GIVEN RECORDS

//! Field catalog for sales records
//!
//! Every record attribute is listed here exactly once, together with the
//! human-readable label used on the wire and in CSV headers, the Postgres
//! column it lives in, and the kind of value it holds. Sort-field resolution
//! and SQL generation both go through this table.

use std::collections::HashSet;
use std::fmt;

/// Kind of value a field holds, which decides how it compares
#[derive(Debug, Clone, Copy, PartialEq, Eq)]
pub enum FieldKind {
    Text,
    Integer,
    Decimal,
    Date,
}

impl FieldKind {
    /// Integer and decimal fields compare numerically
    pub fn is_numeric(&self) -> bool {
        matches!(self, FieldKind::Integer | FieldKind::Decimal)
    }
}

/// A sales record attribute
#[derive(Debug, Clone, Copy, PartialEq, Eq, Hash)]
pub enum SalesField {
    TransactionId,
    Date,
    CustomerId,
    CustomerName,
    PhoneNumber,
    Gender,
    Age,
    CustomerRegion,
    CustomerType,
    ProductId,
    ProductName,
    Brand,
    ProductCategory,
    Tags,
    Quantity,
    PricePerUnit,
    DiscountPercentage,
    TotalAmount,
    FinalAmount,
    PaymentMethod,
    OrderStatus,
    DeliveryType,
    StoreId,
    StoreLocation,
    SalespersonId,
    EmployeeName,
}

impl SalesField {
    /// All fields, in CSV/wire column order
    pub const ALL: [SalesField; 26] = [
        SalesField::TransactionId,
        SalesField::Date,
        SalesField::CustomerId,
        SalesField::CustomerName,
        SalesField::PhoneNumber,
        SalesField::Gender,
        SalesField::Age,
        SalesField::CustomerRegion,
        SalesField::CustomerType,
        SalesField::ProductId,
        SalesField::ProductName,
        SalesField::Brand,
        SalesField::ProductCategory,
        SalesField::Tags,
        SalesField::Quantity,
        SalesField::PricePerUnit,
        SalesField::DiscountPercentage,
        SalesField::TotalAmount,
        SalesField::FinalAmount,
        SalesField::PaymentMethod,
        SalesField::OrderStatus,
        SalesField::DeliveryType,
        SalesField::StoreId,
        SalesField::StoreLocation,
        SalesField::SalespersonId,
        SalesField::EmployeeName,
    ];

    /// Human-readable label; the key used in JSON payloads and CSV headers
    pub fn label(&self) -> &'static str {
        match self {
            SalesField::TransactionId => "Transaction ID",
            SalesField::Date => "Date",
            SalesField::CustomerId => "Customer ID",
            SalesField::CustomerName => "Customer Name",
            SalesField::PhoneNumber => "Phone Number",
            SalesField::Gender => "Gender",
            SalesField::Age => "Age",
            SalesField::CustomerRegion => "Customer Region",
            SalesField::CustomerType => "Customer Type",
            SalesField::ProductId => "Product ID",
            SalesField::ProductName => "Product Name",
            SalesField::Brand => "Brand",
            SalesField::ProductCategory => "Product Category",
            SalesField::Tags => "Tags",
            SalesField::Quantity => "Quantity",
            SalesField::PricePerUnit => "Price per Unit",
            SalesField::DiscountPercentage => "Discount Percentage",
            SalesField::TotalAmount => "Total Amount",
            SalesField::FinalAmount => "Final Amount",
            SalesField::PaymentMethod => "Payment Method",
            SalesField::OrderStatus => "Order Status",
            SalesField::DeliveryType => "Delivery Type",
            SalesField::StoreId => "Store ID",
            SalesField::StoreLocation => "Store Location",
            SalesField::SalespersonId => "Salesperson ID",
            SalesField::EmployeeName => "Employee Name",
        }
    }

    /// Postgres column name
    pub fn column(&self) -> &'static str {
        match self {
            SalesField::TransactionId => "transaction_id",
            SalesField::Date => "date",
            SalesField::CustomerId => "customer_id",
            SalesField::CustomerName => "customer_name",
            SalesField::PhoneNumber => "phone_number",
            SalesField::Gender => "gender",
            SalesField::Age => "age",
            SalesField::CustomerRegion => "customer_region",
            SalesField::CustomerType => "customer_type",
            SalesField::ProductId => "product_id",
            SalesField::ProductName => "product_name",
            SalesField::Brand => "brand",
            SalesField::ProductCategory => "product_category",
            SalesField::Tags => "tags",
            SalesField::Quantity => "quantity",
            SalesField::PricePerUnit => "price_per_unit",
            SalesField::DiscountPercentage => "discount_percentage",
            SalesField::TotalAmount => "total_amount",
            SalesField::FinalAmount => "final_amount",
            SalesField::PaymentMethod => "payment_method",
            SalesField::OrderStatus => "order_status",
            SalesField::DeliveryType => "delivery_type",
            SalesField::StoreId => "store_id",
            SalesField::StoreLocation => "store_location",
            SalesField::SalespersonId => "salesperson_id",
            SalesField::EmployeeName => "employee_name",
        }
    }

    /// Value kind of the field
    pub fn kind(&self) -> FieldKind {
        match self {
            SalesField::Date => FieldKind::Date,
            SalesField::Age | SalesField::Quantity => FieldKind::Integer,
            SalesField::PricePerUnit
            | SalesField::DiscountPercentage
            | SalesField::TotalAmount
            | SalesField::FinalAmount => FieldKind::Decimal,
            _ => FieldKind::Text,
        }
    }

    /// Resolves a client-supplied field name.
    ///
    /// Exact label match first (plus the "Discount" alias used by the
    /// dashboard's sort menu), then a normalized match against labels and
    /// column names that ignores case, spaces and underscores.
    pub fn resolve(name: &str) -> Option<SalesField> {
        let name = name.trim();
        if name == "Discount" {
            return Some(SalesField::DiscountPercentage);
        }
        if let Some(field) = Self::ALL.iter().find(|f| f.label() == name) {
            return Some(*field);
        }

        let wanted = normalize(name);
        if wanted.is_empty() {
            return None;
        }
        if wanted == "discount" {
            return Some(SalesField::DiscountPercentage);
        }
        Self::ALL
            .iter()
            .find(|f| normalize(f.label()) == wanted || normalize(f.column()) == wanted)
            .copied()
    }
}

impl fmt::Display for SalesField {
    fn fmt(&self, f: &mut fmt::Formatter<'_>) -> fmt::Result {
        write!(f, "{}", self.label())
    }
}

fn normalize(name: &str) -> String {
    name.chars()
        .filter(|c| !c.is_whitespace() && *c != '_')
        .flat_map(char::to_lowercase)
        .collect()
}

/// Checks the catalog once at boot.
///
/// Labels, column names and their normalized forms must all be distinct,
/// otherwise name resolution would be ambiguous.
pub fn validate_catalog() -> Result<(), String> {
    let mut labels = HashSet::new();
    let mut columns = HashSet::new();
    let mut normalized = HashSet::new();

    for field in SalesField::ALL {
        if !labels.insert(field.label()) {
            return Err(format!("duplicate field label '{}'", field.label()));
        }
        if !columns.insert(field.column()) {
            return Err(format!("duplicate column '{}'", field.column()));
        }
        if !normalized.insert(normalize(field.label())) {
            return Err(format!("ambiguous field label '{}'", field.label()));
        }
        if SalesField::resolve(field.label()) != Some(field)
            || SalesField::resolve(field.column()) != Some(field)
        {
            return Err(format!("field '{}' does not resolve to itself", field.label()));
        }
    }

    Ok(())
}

TASK STATEMENT
Each line above with the word "Debug" needs to be copied.

SOLUTION TO THE PROBLEM
#[derive(Debug, Clone, Copy, PartialEq, Eq)]
#[derive(Debug, Clone, Copy, PartialEq, Eq, Hash)]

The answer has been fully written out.